I know what SACD and DVD-A are, but can someone explain what HDCD and Redbook are? How prevalent are these different formats?

Thanks in advance,
Bryan
 
Feb 25, 2003 at 8:54 PM Post #2 of 10
Well, RedBook is the standard audio cd format so it's very easy to find
wink.gif


HDCD is an improved version of the standard cd featuring 20bit audio if I remember well, and I have never see one of those cd in stores here.

Hope this helped
biggrin.gif
 
Feb 25, 2003 at 8:56 PM Post #3 of 10
Thanks for clarifying!

Why does everyone call them Redbook CDs? I'd never heard this term until I started reading head-fi and a few other audiophile sites.

Thanks again,
Bryan
 
Feb 25, 2003 at 8:56 PM Post #4 of 10
"Redbook CD" refers to any ordinary 16-bit CD you buy at the record store, and that you have in your collection now. HDCD is "High Def CD" which is an extra 2-bits worth of info encoded on *some* CDs that only special players with HDCD capability can play back in full 18-bit resolution. An HDCD is indistinguishable physically from a regular CD and will play on a Redbook CDP but only at 16-bit resolution. Some CDs in your collection (if it's large enough) probably support HDCD without your even being aware of it.

Mark
 
Feb 25, 2003 at 9:15 PM Post #5 of 10
I own an HDCD player, and as MarkL pointed out, sometimes the only way I know that a CD is encoded as HDCD is when the little red light comes on my CDP. Otherwise, there are the letter HDCD on at least one of my CDs that lets me know that it is an HDCD recording.

If you're looking at an HDCD player, make sure it uses the 200 series decoder chip. Much improved over the 100 series that is in my CDP. (I think it is a PCM100 or PM100 chip, not sure if I remember correctly.)

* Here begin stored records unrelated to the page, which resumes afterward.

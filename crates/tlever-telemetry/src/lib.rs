#![forbid(unsafe_code)]
#![warn(
    unused_must_use,
    unreachable_pub,
    clippy::all,
    clippy::pedantic,
    rustdoc::broken_intra_doc_links,
    missing_docs
)]

//! Logging setup shared by the tlever binaries.

mod init;

pub use init::{DEFAULT_LOG_LEVEL, LogFormat, LoggingConfig, build_sha, init_logging};
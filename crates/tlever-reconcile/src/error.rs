//! # Design
//!
//! - Constant messages with structured context fields.
//! - Daemon failures keep the operation that issued the call so batch
//!   reports can say which step broke.

use thiserror::Error;
use tlever_torrent_core::DaemonError;

/// Errors produced by reconciliation operations.
#[derive(Debug, Error)]
pub enum ReconcileError {
    /// A daemon call failed.
    #[error("daemon call failed")]
    Daemon {
        /// Operation that issued the call.
        operation: &'static str,
        /// Underlying daemon error.
        #[source]
        source: DaemonError,
    },
    /// A category name cannot be used as a relative storage path.
    #[error("invalid category name")]
    InvalidCategory {
        /// Offending name.
        name: String,
        /// Static reason for the rejection.
        reason: &'static str,
    },
    /// A label cannot be written to the daemon.
    #[error("invalid label")]
    InvalidLabel {
        /// Offending label.
        label: String,
        /// Static reason for the rejection.
        reason: &'static str,
    },
    /// A label search pattern failed to compile.
    #[error("invalid label pattern")]
    Pattern {
        /// Pattern source.
        pattern: String,
        /// Underlying regex error.
        #[source]
        source: regex::Error,
    },
}

impl ReconcileError {
    /// Whether the failure should abort a batch instead of being recorded
    /// against a single torrent.
    #[must_use]
    pub const fn is_fatal(&self) -> bool {
        match self {
            Self::Daemon { source, .. } => source.is_fatal(),
            _ => false,
        }
    }

    /// Human-readable detail including context fields.
    #[must_use]
    pub fn detail(&self) -> String {
        match self {
            Self::Daemon { operation, source } => {
                format!("{operation}: {}", source.detail())
            }
            Self::InvalidCategory { name, reason } => format!("{self} '{name}': {reason}"),
            Self::InvalidLabel { label, reason } => format!("{self} '{label}': {reason}"),
            Self::Pattern { pattern, source } => format!("{self} '{pattern}': {source}"),
        }
    }
}

/// Convenience alias for reconciliation results.
pub type ReconcileResult<T> = Result<T, ReconcileError>;

pub(crate) fn daemon_err(operation: &'static str) -> impl FnOnce(DaemonError) -> ReconcileError {
    move |source| ReconcileError::Daemon { operation, source }
}
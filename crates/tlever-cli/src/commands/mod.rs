//! Command handlers grouped by label family.

pub(crate) mod category;
pub(crate) mod clog;
pub(crate) mod label;
pub(crate) mod tag;
pub(crate) mod tier;
pub(crate) mod tui;
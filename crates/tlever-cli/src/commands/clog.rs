use tlever_reconcile::{ClogOutcome, set_clog, unset_clog};

use crate::client::{AppContext, CliError, CliResult};
use crate::output::render_batch;

pub(crate) async fn handle_set(ctx: &AppContext<'_>) -> CliResult<()> {
    let report = set_clog(ctx.session, ctx.config)
        .await
        .map_err(|err| CliError::from_reconcile(&err))?;
    render_batch("clog set", &report, kind)
}

pub(crate) async fn handle_unset(ctx: &AppContext<'_>) -> CliResult<()> {
    let report = unset_clog(ctx.session, ctx.config)
        .await
        .map_err(|err| CliError::from_reconcile(&err))?;
    render_batch("clog unset", &report, kind)
}

const fn kind(outcome: &ClogOutcome) -> &'static str {
    match outcome {
        ClogOutcome::Skipped => "skipped",
        ClogOutcome::Clogged { .. } => "clogged",
        ClogOutcome::Released => "released",
    }
}
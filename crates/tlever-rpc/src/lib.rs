#![forbid(unsafe_code)]
#![warn(
    unused_must_use,
    unreachable_pub,
    clippy::all,
    clippy::pedantic,
    rustdoc::broken_intra_doc_links,
    missing_docs
)]

//! JSON-RPC transport for the Transmission daemon.
//!
//! Layout:
//! - `client.rs`: HTTP client, session-id handshake and `DaemonSession` impl
//! - `wire.rs`: request field lists and response decoding into core types

pub mod client;
mod wire;

pub use client::{SESSION_ID_HEADER, TransmissionClient, parse_endpoint};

I've never heard an explanation as to why the name Redbook is used to describe a standard CD, it's just what you hear everyone calling it. Someone may know, but I haven't heard anyone here tell us why yet.
 
Feb 26, 2003 at 1:19 AM Post #7 of 10
Red Book just refers to the color of the hardcopy document cover used for the official Sony/Philips audio CD standard specifications. Yellow Book refers to CD-ROM standard specs, for example. Slang expressions really.

TravelLite
 
Feb 26, 2003 at 2:18 AM Post #8 of 10
Thanks for the clarification TravelLite. I never knew why they called it that, now I guess I do.
 
Feb 26, 2003 at 5:32 AM Post #9 of 10
International standards are put through reviews, committees, etc.

For example.

REDBOOK would mean it is the final approved version of a standard. It is the color of the document cover.

Orange would be a preliminary standard. Not really final, but not new either. Like 80 min cds could be Orange book while the 74 min ones exist in Redbook version.

They might start at "white papers" or just a thesis by someone or some company.